Un héroe de dos guerras
Rommel era un gran héroe de la Segunda Guerra y lo había sido en la Primera. Había nacido el 15 de noviembre de 1891 a cuarenta y cinco kilómetros de Ulm. Un chico brillante, estudiante aventajado, soñó con ser ingeniero pero la negativa del padre, profesor de matemática, lo impulsó al Ejército. Su campaña militar, su personalidad, su carácter lo hacían admirado por sus soldados y por sus enemigos. Era un espartano: austero, rígido, inflexible, astuto, valiente, decidido. También era un espartano con cierto toque ateniense: tenía ambiciones políticas; ocultas, no dichas, encerradas bajo siete llaves, pero las tenía, en contraste con cierta visión romántica del mariscal al que algunos biógrafos se empeñan en describir como apolítico. Sus hazañas en las dos grandes guerras del siglo XX son capítulo aparte. Su relación con Hitler, no.

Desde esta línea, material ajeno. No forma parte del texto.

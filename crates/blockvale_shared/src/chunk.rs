use crate::block::BlockId;
use crate::coords::{local_in_bounds, local_to_index, ChunkPos, LocalPos, CHUNK_VOLUME};

/// One 16x64x16 column of the world. Coordinates passed to `get`/`set` are
/// chunk-local and may be out of range: reads return air, writes are dropped.
#[derive(Clone, Debug, PartialEq, Eq)]
pub struct Chunk {
    pos: ChunkPos,
    blocks: Box<[BlockId; CHUNK_VOLUME]>,
}

impl Chunk {
    pub fn new_empty(pos: ChunkPos) -> Self {
        Self {
            pos,
            blocks: Box::new([BlockId::AIR; CHUNK_VOLUME]),
        }
    }

    pub fn new_filled(pos: ChunkPos, block: BlockId) -> Self {
        Self {
            pos,
            blocks: Box::new([block; CHUNK_VOLUME]),
        }
    }

    pub fn pos(&self) -> ChunkPos {
        self.pos
    }

    pub fn get(&self, x: i32, y: i32, z: i32) -> BlockId {
        match local_in_bounds(x, y, z) {
            Some(local) => self.blocks[local_to_index(local)],
            None => BlockId::AIR,
        }
    }

    pub fn set(&mut self, x: i32, y: i32, z: i32, block: BlockId) {
        if let Some(local) = local_in_bounds(x, y, z) {
            self.blocks[local_to_index(local)] = block;
        }
    }

    pub fn get_local(&self, local: LocalPos) -> BlockId {
        self.blocks[local_to_index(local)]
    }

    pub fn blocks(&self) -> &[BlockId] {
        self.blocks.as_slice()
    }

    /// Number of non-air cells.
    pub fn solid_count(&self) -> usize {
        self.blocks.iter().filter(|block| !block.is_air()).count()
    }
}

Lo había conocido gracias a su carácter de hierro, el de Rommel. En el interregno entre las dos guerras mundiales, fue instructor del Ejército y en parte estratega del arma de Infantería. En 1935 comandaba una unidad de tropas de montaña. En la Pascua de ese año, Hitler, que hacía dos años y tres meses era el poderoso canciller del Reich y lanzaba al nazismo a la conquista del poder total, iba a presidir un acto militar en el que el regimiento de Rommel formaría frente al jefe del Estado. La norma decía que una unidad de las SS estaría a cargo de la seguridad de Hitler y se apostaría entre las tropas de Rommel y el Führer. Rommel lo tomó como un insulto y dijo que no iba a plantar sus tropas si Hitler no se sentía seguro frente a sus soldados. Intervinieron Himmler y el jefe de la propaganda nazi, Joseph Goebbels, y las SS ni aparecieron por el acto. Hitler felicitó a Rommel, que salió airoso de su primer encontronazo con las SS.

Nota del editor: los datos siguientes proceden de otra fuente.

use blockvale_shared::{block::BlockId, world::World};
use glam::{IVec3, Vec3};
use tracing::info;

use crate::chunk_manager::ChunkManager;
use crate::edit::GameMode;
use crate::renderer::backend::MeshBackend;

const LOOT_RADIUS: i32 = 2;
const LOOT_BELOW: i32 = 1;
const LOOT_ABOVE: i32 = 2;

/// Items picked up from chests or dropped by broken blocks.
#[derive(Debug, Clone, Copy, PartialEq, Eq, Hash)]
pub enum LootItem {
    Dirt,
    Planks,
    Food,
    Log,
    Stick,
    Stone,
    Iron,
    Diamond,
    Sand,
    Glass,
    Bricks,
    Flower,
    Furnace,
    Coal,
    ConcreteWhite,
    ConcreteRed,
    ConcreteBlue,
    Glowstone,
}

#[derive(Debug, Clone, Copy, PartialEq, Eq)]
pub struct LootStack {
    pub item: LootItem,
    pub count: u32,
}

pub const VILLAGE_CHEST_LOOT: [LootStack; 4] = [
    LootStack {
        item: LootItem::Planks,
        count: 8,
    },
    LootStack {
        item: LootItem::Log,
        count: 4,
    },
    LootStack {
        item: LootItem::Food,
        count: 3,
    },
    LootStack {
        item: LootItem::Stick,
        count: 4,
    },
];

#[derive(Debug, Clone, PartialEq, Eq)]
pub struct ChestLoot {
    pub chest_pos: IVec3,
    pub items: Vec<LootStack>,
}

/// Opens the first chest near the viewer, in survival only. The chest is
/// consumed: it turns into air and its chunk is re-meshed.
pub fn loot_nearby_chest<B: MeshBackend>(
    world: &mut World,
    manager: &mut ChunkManager<B>,
    viewer_pos: Vec3,
    mode: GameMode,
) -> Option<ChestLoot> {
    if mode != GameMode::Survival {
        return None;
    }

    let center = viewer_pos.floor().as_ivec3();
    let chest_pos = find_chest(world, center)?;

    world.set_block(chest_pos, BlockId::AIR);
    manager.rebuild_chunk_at_world(world, chest_pos.x, chest_pos.z);
    info!("Looted a village chest at {chest_pos}");

    Some(ChestLoot {
        chest_pos,
        items: VILLAGE_CHEST_LOOT.to_vec(),
    })
}

fn find_chest(world: &mut World, center: IVec3) -> Option<IVec3> {
    for dx in -LOOT_RADIUS..=LOOT_RADIUS {
        for dy in -LOOT_BELOW..=LOOT_ABOVE {
            for dz in -LOOT_RADIUS..=LOOT_RADIUS {
                let pos = center.wrapping_add(IVec3::new(dx, dy, dz));
                if world.get_block(pos) == BlockId::CHEST {
                    return Some(pos);
                }
            }
        }
    }
    None
}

En 1937 escribió su único libro: “La infantería ataca” que se tradujo a varios idiomas, fue lectura obligatoria en las academias militares y tuvo un lector entusiasta: Hitler. El Führer nombró a Rommel jefe del su guardia personal, con lo que el trato entre ambos se hizo cotidiano. El 1 de agosto de 1939, a un mes del estallido de la Segunda Guerra, Rommel fue ascendido a mayor general y destinado al Cuartel General de Hitler como Jefe de Seguridad.
Lo que Rommel vio en
Hitler en aquellos instantes iniciales de la guerra, lo deslumbró: seguridad en sus ideales, valor personal, dotes de mando, obediencia a sus impulsos ante la posición más conservadora de sus jefes militares. Rommel acaso no conoció al Hitler histérico, furioso, obstinado, irracional fanático que ya era, y que surgiría con más fuerza, cuando la suerte de la guerra tornara en su contra.